Jones Pass Case Study

 Background

EDYSTON was utilized by the Denver Waterboard to rejuvenate the Jones Pass spillway in Empire, Colorado. The project will be a mutli-year study on the impact of the EDYSTON technologies in controlling the wicking action of concrete cracks at Jones Pass. The water reclamation spillway diverts water at Jones pass and had significant damage due underwater abrasion and alkali silica reactivity, Figure 1 and Figure 2.

EDYSTON is a dispersion of nano sized particles which consumes excess water and alkalis that reside in concrete pores and cracks and produces a denser concrete. Concrete is a hardened sponge with channels that allows water to leach through the body of the concrete to the concrete surface while also allowing deleterious chemicals to flow into the concrete. EDYSTON is a spray on technology which creates a more homogenous and stable concrete structure that is less prone to excessive degradation from chemical and physical attack. When EDYSTON is added, a reaction occurs that chemically binds the concrete pore water solution. In doing so, this converts the pore solution into a bridging technology that spans the crack and pores that would cause further concrete deterioration. Furthermore, this technology in combination with the pore water solution develops into calcium silicate hydrate (“C-S-H”). C-S-H is the backbone of concrete strength and therefore, concrete enhanced with EDYSTON is denser and less permeable. This results in the decrease of water and alkalis to the surface as well as the decrease in harmful chemicals that are able to leach from the surface into the body of the concrete.

EDYSTON Application

The EDYSTON team led by Eric Tryell, began prepping the jobsite on Tuesday, August 22^nd. The concrete sections were pressure washed to clean off impurities and create a saturated surface-dry (SSD) conditions. The concrete was tested for water absorption before the EDYSTON hydrogel was applied. Each section to be tested was permanently marked and photographed to create a profile of the area for extended evaluation (2-years). The markings for each are defined below, Figure 3:

1. Red – REFERENCE
2. White – DENSYGEL
3. Blue – ENVYROGEL / DENSYGEL

Figure 3 – The spillway facility in Empire, Co (Left) and the interior of the water channel (Right).

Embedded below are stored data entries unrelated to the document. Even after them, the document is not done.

//! Physical-quantity shapes recognized in step descriptions.
//!
//! Duration and voltage values carry `xsd:nonNegativeInteger` although their
//! patterns admit signed and fractional tokens. The engine keeps the datatype
//! and reports non-conforming tokens.

use crate::model::{NumericDatatype, QuantityShape, Unit};

const OBI_TEMPERATURE_SPECIFICATION: &str = "http://purl.obolibrary.org/obo/OBI_0002138";
const OBI_SCALAR_VALUE_SPECIFICATION: &str = "http://purl.obolibrary.org/obo/OBI_0001931";

/// Returns the built-in quantity shapes.
#[must_use]
pub fn shapes() -> &'static [QuantityShape] {
    SHAPES
}

const CELSIUS: &[Unit] = &[Unit {
    token: "C",
    iri: "http://purl.obolibrary.org/obo/UO_0000027",
    label: "degree Celsius",
}];

const HERTZ: &[Unit] = &[Unit {
    token: "Hz",
    iri: "http://purl.obolibrary.org/obo/UO_0000106",
    label: "hertz",
}];

const DURATION: &[Unit] = &[
    Unit { token: "min", iri: "http://purl.obolibrary.org/obo/UO_0000031", label: "minute" },
    Unit { token: "ms", iri: "http://purl.obolibrary.org/obo/UO_0000028", label: "millisecond" },
];

const VOLT: &[Unit] = &[Unit {
    token: "V",
    iri: "http://purl.obolibrary.org/obo/UO_0000218",
    label: "volt",
}];

const SHAPES: &[QuantityShape] = &[
    QuantityShape {
        name: "temperature",
        class: OBI_TEMPERATURE_SPECIFICATION,
        pattern: r"(?P<value>[+-]?[.\d]+)\s*°\s*(?P<unit>[A-Za-z])",
        units: CELSIUS,
        datatype: NumericDatatype::Decimal,
    },
    QuantityShape {
        name: "frequency",
        class: OBI_SCALAR_VALUE_SPECIFICATION,
        pattern: r"(?P<value>[+-]?[.\d]+)\s*(?P<unit>Hz)",
        units: HERTZ,
        datatype: NumericDatatype::Decimal,
    },
    QuantityShape {
        name: "duration",
        class: OBI_SCALAR_VALUE_SPECIFICATION,
        pattern: r"(?P<value>[+-]?[.\d]+)\s*(?P<unit>min|ms)",
        units: DURATION,
        datatype: NumericDatatype::NonNegativeInteger,
    },
    QuantityShape {
        name: "voltage",
        class: OBI_SCALAR_VALUE_SPECIFICATION,
        pattern: r"(?P<value>[+-]?[.\d]+)\s*(?P<unit>V)",
        units: VOLT,
        datatype: NumericDatatype::NonNegativeInteger,
    },
];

Figure 4 – Rudimentary diagram of the interior structure. The walls numbered 1 and 2 were treated with EDYSTON.

Figure 5 – Areas Treated and Tested: White, No Treatment; Orange, DENSYGEL at 125 sq ft per gallon; Blue, DURYGEL at 250 sq ft per gallon and then DENSYGEL at 250 sq ft per gallon.

The hydrogel technology was placed in 2- to 4-sections of the concrete utilizing the method described:

1. SSD the Surface of Cleaned Concrete
   1. Spray with clean water and allow to get to SSD before applying EDYSTON.
   2. Apply EDYSTON when concrete reaches SSD
   3. Applications until SSD is reached – use water droplet test method – ASTM E 3191.
      1. Less than 1 min to absorb water, Not SSD
      2. Greater than 1 min to absorb water, SSD
   4. Apply EDYSTON no more than 10-min after the SSD has been reached
      1. Do not allow surface to dry between coats
      2. Allow 5- to 10-min between coats
      3. Apply coats of 500-1000 sq ft per gallon
      4. Use sprayers: 100 to 300 psi.

373 square feet were treated with DENSYGEL and 44.5 square feet were treated with ENVRYOGEL. The sections will be retested and monitored for profile change at 1-, 180-, 365-days; 1.5-, 2-, 2.5-, and 3-years for water absorption (RILEM-Water Test), water sorptivity and ASTM C 1585 (when coring is permitted).

Results

After three and a half hours, RILEM testing was performed on the treated and untreated areas. The area treated with DENSYGEL lost 0.5 milliliter of distilled water and the untreated area lost 3.5 milliliters of distilled water, Figure 6.

Figure 6 – Water Loss for Untreated REFERENCE area versus area sprayed with DENSYGEL

These initial results indicate that the DENSYGEL hydrogel controls the wicking action of water and can be used to slow future deterioration of cracks within the concrete of the spillway. The combined data from the laboratory trials and the field trials will be used to create a cost- and service-life analysis to present value-added performance of the hydrogel technology.

Future Work

The EDYSTON project at Jones Pass spillway in Empire, Colorado was a great success. Wicking action of concrete cracks has been effectively controlled by utilizing the special technology and materials of this system. The Denver Waterboard should consider maintaining and monitoring the site for wicking action over time to assess its ongoing performance. It's also important to recognize that similar initiatives can be taken by other areas in need of water spillway rejuvenation, as EDYSTON proved itself both cost effective and efficient at Jones Pass. With continuing research into this innovative technology, more sites around the world could benefit from its unique benefits.